═════ RECORDS FOR PROCESSING

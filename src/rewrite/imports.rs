// Import reference scanner
//
// Finds `} from '<path>';` clauses in (usually minified) JS. Side-effect
// imports (`import './x.js';`) and dynamic imports are not matched.

use once_cell::sync::Lazy;
use regex::Regex;

static IMPORT_RE: Lazy<Regex> = Lazy::new(|| {
    Regex::new(r#"\}\s*from\s*(?:"([^"\r\n]*?)"|'([^'\r\n]*?)')\s*;"#)
        .expect("import pattern is valid")
});

/// One `from '<path>'` clause found in a file.
#[derive(Debug, Clone, PartialEq, Eq)]
pub struct ImportReference {
    pub path: String,
    pub quote: char,
}

impl ImportReference {
    /// Only `./` paths are candidates for rewriting. Bare specifiers and
    /// `../` paths are left alone.
    pub fn is_relative(&self) -> bool {
        self.path.starts_with("./")
    }
}

/// All import references in source order, duplicates included.
pub fn scan_imports(content: &str) -> Vec<ImportReference> {
    IMPORT_RE
        .captures_iter(content)
        .filter_map(|caps| {
            if let Some(m) = caps.get(1) {
                Some(ImportReference {
                    path: m.as_str().to_string(),
                    quote: '"',
                })
            } else {
                caps.get(2).map(|m| ImportReference {
                    path: m.as_str().to_string(),
                    quote: '\'',
                })
            }
        })
        .collect()
}

/// Distinct relative paths, in the order they were first seen.
pub fn unique_relative(refs: &[ImportReference]) -> Vec<&str> {
    let mut seen: Vec<&str> = Vec::new();
    for r in refs.iter().filter(|r| r.is_relative()) {
        if !seen.contains(&r.path.as_str()) {
            seen.push(&r.path);
        }
    }
    seen
}

#[cfg(test)]
mod tests {
    use super::*;

    #[test]
    fn test_single_quoted_import() {
        let refs = scan_imports("import {y} from './a.js';");
        assert_eq!(
            refs,
            vec![ImportReference {
                path: "./a.js".to_string(),
                quote: '\''
            }]
        );
        assert!(refs[0].is_relative());
    }

    #[test]
    fn test_minified_line_with_many_imports() {
        let src = r#"import{a as b}from"./util.js";import{c}from './dom.js' ;import{d}from"lit";"#;
        let paths: Vec<_> = scan_imports(src).into_iter().map(|r| r.path).collect();
        assert_eq!(paths, vec!["./util.js", "./dom.js", "lit"]);
    }

    #[test]
    fn test_requires_semicolon_and_brace() {
        assert!(scan_imports("import x from './a.js';").is_empty());
        assert!(scan_imports("import {x} from './a.js'").is_empty());
    }

    #[test]
    fn test_mismatched_quotes_not_matched() {
        assert!(scan_imports(r#"import {x} from './a.js";"#).is_empty());
    }

    #[test]
    fn test_unique_relative_skips_bare_and_parent() {
        let refs = scan_imports(
            "import {a} from './a.js';import {b} from 'pkg';\
             import {c} from '../c.js';import {d} from './a.js';",
        );
        assert_eq!(unique_relative(&refs), vec!["./a.js"]);
    }

    #[test]
    fn test_multiline_named_imports() {
        let src = "import {\n  one,\n  two\n} from './many.js';\n";
        assert_eq!(scan_imports(src)[0].path, "./many.js");
    }
}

══════════

TASK DESCRIPTION :: Set down the data exactly.

WRITTEN SOLUTION ::
filename src/rewrite/imports.rs
// Import reference scanner
//
// Finds `} from '<path>';` clauses in (usually minified) JS. Side-effect
// imports (`import './x.js';`) and dynamic imports are not matched.

use once_cell::sync::Lazy;
use regex::Regex;

static IMPORT_RE: Lazy<Regex> = Lazy::new(|| {
    Regex::new(r#"\}\s*from\s*(?:"([^"\r\n]*?)"|'([^'\r\n]*?)')\s*;"#)
        .expect("import pattern is valid")
});

/// One `from '<path>'` clause found in a file.
#[derive(Debug, Clone, PartialEq, Eq)]
pub struct ImportReference {
    pub path: String,
    pub quote: char,
}

impl ImportReference {
    /// Only `./` paths are candidates for rewriting. Bare specifiers and
    /// `../` paths are left alone.
    pub fn is_relative(&self) -> bool {
        self.path.starts_with("./")
    }
}

/// All import references in source order, duplicates included.
pub fn scan_imports(content: &str) -> Vec<ImportReference> {
    IMPORT_RE
        .captures_iter(content)
        .filter_map(|caps| {
            if let Some(m) = caps.get(1) {
                Some(ImportReference {
                    path: m.as_str().to_string(),
                    quote: '"',
                })
            } else {
                caps.get(2).map(|m| ImportReference {
                    path: m.as_str().to_string(),
                    quote: '\'',
                })
            }
        })
        .collect()
}

/// Distinct relative paths, in the order they were first seen.
pub fn unique_relative(refs: &[ImportReference]) -> Vec<&str> {
    let mut seen: Vec<&str> = Vec::new();
    for r in refs.iter().filter(|r| r.is_relative()) {
        if !seen.contains(&r.path.as_str()) {
            seen.push(&r.path);
        }
    }
    seen
}

#[cfg(test)]
mod tests {
    use super::*;

    #[test]
    fn test_single_quoted_import() {
        let refs = scan_imports("import {y} from './a.js';");
        assert_eq!(
            refs,
            vec![ImportReference {
                path: "./a.js".to_string(),
                quote: '\''
            }]
        );
        assert!(refs[0].is_relative());
    }

    #[test]
    fn test_minified_line_with_many_imports() {
        let src = r#"import{a as b}from"./util.js";import{c}from './dom.js' ;import{d}from"lit";"#;
        let paths: Vec<_> = scan_imports(src).into_iter().map(|r| r.path).collect();
        assert_eq!(paths, vec!["./util.js", "./dom.js", "lit"]);
    }

    #[test]
    fn test_requires_semicolon_and_brace() {
        assert!(scan_imports("import x from './a.js';").is_empty());
        assert!(scan_imports("import {x} from './a.js'").is_empty());
    }

    #[test]
    fn test_mismatched_quotes_not_matched() {
        assert!(scan_imports(r#"import {x} from './a.js";"#).is_empty());
    }

    #[test]
    fn test_unique_relative_skips_bare_and_parent() {
        let refs = scan_imports(
            "import {a} from './a.js';import {b} from 'pkg';\
             import {c} from '../c.js';import {d} from './a.js';",
        );
        assert_eq!(unique_relative(&refs), vec!["./a.js"]);
    }

    #[test]
    fn test_multiline_named_imports() {
        let src = "import {\n  one,\n  two\n} from './many.js';\n";
        assert_eq!(scan_imports(src)[0].path, "./many.js");
    }
}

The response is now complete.